Sur la place carrée du Louvre, un soir d'été, il arrive, Milou à ses côtés, comme entouré d'un halo dans l'orangé de la nuit, presque irréel. Pourtant, c'est bien lui, en jean et chemise bleu nuit, banal et apprêté à la fois, le fameux Tintin qu'on suit de 7 à 77 ans, qui a bercé nos enfances, chahuté nos adolescences et réveillé, parfois, nos rêves d'adultes assoupis.
Il s'excuserait presque de cette liberté de papier, craint qu'elle ne paraisse trop arrogante. «Pour moi, c'est facile.

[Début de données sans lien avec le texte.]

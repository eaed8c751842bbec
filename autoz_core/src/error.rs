use thiserror::Error;

#[derive(Debug, Error, Clone, PartialEq)]
pub enum AutoZError {
    #[error("no contact detected within travel limit")]
    SensorFault,
    #[error("offset {value:.3} mm rejected (bounds [{min}, {max}], zero excluded)")]
    Range { value: f32, min: f32, max: f32 },
    #[error("repeat scans disagreed after {attempts} attempts (tolerance {tolerance_mm} mm)")]
    RetryExhausted { attempts: u32, tolerance_mm: f32 },
    #[error("prerequisite failed: {0}")]
    Prerequisite(String),
    #[error("hardware error: {0}")]
    Hardware(String),
    #[error("hardware fault: {0}")]
    HardwareFault(String),
    #[error("timeout waiting for sensor")]
    Timeout,
    #[error("cancelled")]
    Cancelled,
    #[error("run rejected: {0}")]
    Rejected(RejectReason),
}

#[derive(Debug, Error, Clone, Copy, PartialEq, Eq)]
pub enum RejectReason {
    #[error("no valid points")]
    NoValidPoints,
    #[error("median outside offset bounds")]
    MedianOutOfRange,
}

#[derive(Debug, Error, Clone)]
pub enum BuildError {
    #[error("missing machine")]
    MissingMachine,
    #[error("missing sample source")]
    MissingSource,
    #[error("missing offset store")]
    MissingStore,
    #[error("invalid config: {0}")]
    InvalidConfig(&'static str),
}

pub type Result<T> = eyre::Result<T>;
pub type AutoZResult<T> = std::result::Result<T, AutoZError>;
pub use eyre::Report;
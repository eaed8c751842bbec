#![cfg_attr(all(not(debug_assertions), not(test)), deny(warnings))]
#![cfg_attr(
    all(not(debug_assertions), not(test)),
    deny(clippy::all, clippy::pedantic, clippy::nursery)
)]
#![allow(clippy::module_name_repetitions, clippy::missing_errors_doc)]
#![cfg_attr(not(test), deny(clippy::unwrap_used, clippy::expect_used))]
//! Load-cell Z-offset acquisition engine (hardware-agnostic).
//!
//! All printer and sensor access goes through the `autoz_traits` seams.
//!
//! ## Architecture
//!
//! - **Signal path**: `SampleWindow` → `FilterChain` → `ContactDetector` → `locator`
//! - **Scanning**: `StepScanProbe` descends one step per sample; `RepeatedMeasurement`
//!   repeats scans until two agree
//! - **Per point**: `DualModeCalibrator` compares touch probe and load cell;
//!   `Reconciler` samples around a point
//! - **Run**: `OffsetOrchestrator` homes, cleans, samples the plan, takes the
//!   median and commits it through `OffsetStore`
//! - **Entry points**: `command::diagnostic` and `command::one_shot`

pub mod builder;
pub mod calibrator;
pub mod cancel;
pub mod clean;
pub mod command;
pub mod config;
pub mod conversions;
pub mod detector;
pub mod error;
pub mod filter;
pub mod hw_error;
pub mod locator;
pub mod mocks;
pub mod orchestrator;
pub mod repeat;
pub mod scan;
pub mod self_check;
pub mod stats;
pub mod thermal;
pub mod types;
pub mod window;

pub use builder::{Orchestrator, OrchestratorBuilder};
pub use calibrator::{
    CalibrationSample, DualModeCalibrator, MeasureModes, PointMeasurer, Reconciler,
};
pub use cancel::CancelToken;
pub use config::CalibrationConfig;
pub use error::{AutoZError, AutoZResult, BuildError, RejectReason};
pub use filter::FilterChain;
pub use orchestrator::{OffsetOrchestrator, RunOptions, RunStage, SamplingPlan, ZOffsetEstimate};
pub use repeat::RepeatedMeasurement;
pub use scan::{MeasurementResult, ScanConfig, StepScanProbe};
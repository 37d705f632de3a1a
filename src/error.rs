//! Error type shared by every fallible `HashTable` operation

use thiserror::Error;

/// Errors reported by the hash table
#[derive(Error, Debug, Clone, Copy, PartialEq, Eq)]
pub enum Error {
    /// The raising lookup path found no entry for the key
    #[error("key not found")]
    KeyNotFound,

    /// The strict insert path found the key already present
    #[error("key already exists")]
    DuplicateKey,

    /// A table cannot be built with zero buckets
    #[error("invalid capacity: {capacity} (must be greater than zero)")]
    InvalidCapacity {
        /// The rejected bucket count
        capacity: usize,
    },
}

/// Result alias used across the crate
pub type Result<T> = std::result::Result<T, Error>;
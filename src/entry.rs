/// A key-value pair stored in a bucket chain.
///
/// Entries are never edited in place; an overwrite replaces the whole entry.
#[derive(Debug, Clone, PartialEq, Eq)]
pub(crate) struct Entry<K, V> {
    /// The key in the key-value pair
    key: K,
    /// The value associated with the key
    value: V,
}

impl<K, V> Entry<K, V> {
    /// Creates a new entry
    pub(crate) const fn new(key: K, value: V) -> Self {
        Self { key, value }
    }

    /// Returns the entry's key
    pub(crate) const fn key(&self) -> &K {
        &self.key
    }

    /// Returns the entry's value
    pub(crate) const fn value(&self) -> &V {
        &self.value
    }

    /// Consumes the entry and returns its value
    pub(crate) fn into_value(self) -> V {
        self.value
    }
}
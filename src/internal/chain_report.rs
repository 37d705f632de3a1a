//! Fills tables with random keys across a sweep of sizes and plots how chains and the load
//! factor behave as the table grows.

#![allow(clippy::arithmetic_side_effects)]
#![allow(clippy::cast_precision_loss)]

use chaintable::{ChainStats, HashTable, HashTableExtensions, MAX_LOAD_FACTOR, initialize_logger};
use log::info;
use plotters::prelude::*;
use rand::Rng;

/// Smallest table size in the sweep
const MIN_ENTRIES: usize = 1_000;
/// Largest table size in the sweep
const MAX_ENTRIES: usize = 200_000;
/// Number of table sizes measured
const NUM_STEPS: usize = 20;

/// Measurements for one table size
#[derive(Debug)]
struct Sample {
    /// Entries inserted
    entries: usize,
    /// Bucket occupancy after the inserts
    stats: ChainStats,
}

/// Inserts `entries` random keys into a fresh table and summarises its chains
fn measure<R: Rng>(rng: &mut R, entries: usize) -> Sample {
    let mut table = HashTable::new();
    while table.len() < entries {
        table.set(rng.random::<u64>(), ());
    }
    Sample { entries, stats: table.chain_stats() }
}

/// Draws mean and longest chain length against the number of entries
fn plot_chain_lengths(samples: &[Sample]) -> Result<(), Box<dyn std::error::Error>> {
    let root = BitMapBackend::new("chain_lengths.png", (1200, 800)).into_drawing_area();
    root.fill(&WHITE)?;

    let max_chain = samples.iter().map(|s| s.stats.longest_chain).max().unwrap_or(1) as f64 * 1.1;

    let mut chart = ChartBuilder::on(&root)
        .caption("Chain Length vs Table Size", ("sans-serif", 35))
        .margin(15)
        .x_label_area_size(60)
        .y_label_area_size(60)
        .build_cartesian_2d(0..MAX_ENTRIES, 0.0..max_chain)?;

    chart
        .configure_mesh()
        .x_desc("Number of Entries")
        .y_desc("Chain Length (entries)")
        .axis_desc_style(("sans-serif", 16))
        .draw()?;

    let mean_style = ShapeStyle::from(&RGBColor(50, 90, 220)).stroke_width(2);
    chart
        .draw_series(LineSeries::new(
            samples.iter().map(|s| (s.entries, s.stats.mean_chain_length())),
            mean_style,
        ))?
        .label("Mean chain (occupied buckets)")
        .legend(move |(x, y)| PathElement::new(vec![(x, y), (x + 20, y)], mean_style));

    let longest_style = ShapeStyle::from(&RGBColor(220, 50, 50)).stroke_width(2);
    chart
        .draw_series(LineSeries::new(
            samples.iter().map(|s| (s.entries, s.stats.longest_chain as f64)),
            longest_style,
        ))?
        .label("Longest chain")
        .legend(move |(x, y)| PathElement::new(vec![(x, y), (x + 20, y)], longest_style));

    chart
        .configure_series_labels()
        .background_style(&WHITE.mix(0.8))
        .border_style(&BLACK)
        .position(SeriesLabelPosition::UpperLeft)
        .draw()?;

    root.present()?;
    Ok(())
}

/// Draws the load factor against the number of entries, with the growth ceiling
fn plot_load_factor(samples: &[Sample]) -> Result<(), Box<dyn std::error::Error>> {
    let root = BitMapBackend::new("load_factor.png", (1200, 800)).into_drawing_area();
    root.fill(&WHITE)?;

    let mut chart = ChartBuilder::on(&root)
        .caption("Load Factor vs Table Size", ("sans-serif", 35))
        .margin(15)
        .x_label_area_size(60)
        .y_label_area_size(60)
        .build_cartesian_2d(0..MAX_ENTRIES, 0.0..1.0)?;

    chart
        .configure_mesh()
        .x_desc("Number of Entries")
        .y_desc("Load Factor")
        .axis_desc_style(("sans-serif", 16))
        .draw()?;

    let ceiling_style = ShapeStyle::from(&BLACK.mix(0.3)).stroke_width(1);
    chart
        .draw_series(LineSeries::new(
            vec![(0, MAX_LOAD_FACTOR), (MAX_ENTRIES, MAX_LOAD_FACTOR)],
            ceiling_style,
        ))?
        .label("Growth threshold")
        .legend(move |(x, y)| PathElement::new(vec![(x, y), (x + 20, y)], ceiling_style));

    let color = RGBColor(50, 180, 50);
    let line_style = ShapeStyle::from(&color).stroke_width(2);
    chart
        .draw_series(LineSeries::new(
            samples.iter().map(|s| (s.entries, s.stats.load_factor)),
            line_style,
        ))?
        .label("Load factor")
        .legend(move |(x, y)| PathElement::new(vec![(x, y), (x + 20, y)], line_style));
    chart.draw_series(
        samples.iter().map(|s| Circle::new((s.entries, s.stats.load_factor), 4, color.filled())),
    )?;

    chart
        .configure_series_labels()
        .background_style(&WHITE.mix(0.8))
        .border_style(&BLACK)
        .position(SeriesLabelPosition::LowerRight)
        .draw()?;

    root.present()?;
    Ok(())
}

fn main() -> Result<(), Box<dyn std::error::Error>> {
    initialize_logger();

    let step = (MAX_ENTRIES - MIN_ENTRIES) / (NUM_STEPS - 1);
    let sizes: Vec<usize> = (0..NUM_STEPS).map(|i| MIN_ENTRIES + step * i).collect();

    let mut rng = rand::rng();
    let mut samples = Vec::with_capacity(sizes.len());
    for &entries in &sizes {
        let sample = measure(&mut rng, entries);
        info!(
            "{} entries: capacity = {}, load factor = {:.3}, mean chain = {:.2}, longest = {}",
            sample.entries,
            sample.stats.capacity,
            sample.stats.load_factor,
            sample.stats.mean_chain_length(),
            sample.stats.longest_chain
        );
        samples.push(sample);
    }

    plot_chain_lengths(&samples)?;
    plot_load_factor(&samples)?;

    println!("Generated plot images: chain_lengths.png, load_factor.png");

    Ok(())
}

Un intérêt limité dans les affaires du monde, peu de contingences et pas d'attaches, sauf quelques amis, que vous connaissez.» Son visage, aussi lisse que les milliers de cases habitées au fil des ans, sa silhouette, fluette et nerveuse, voilà ce qui signe son succès autant que sa tranquillité. «En Syldavie, où j'habite désormais, on me fiche une paix royale.» Et qu'il traîne à San Francisco ou crapahute en Corse, personne ne remarque la houppette dressée, ni le fox-terrier à ses pieds.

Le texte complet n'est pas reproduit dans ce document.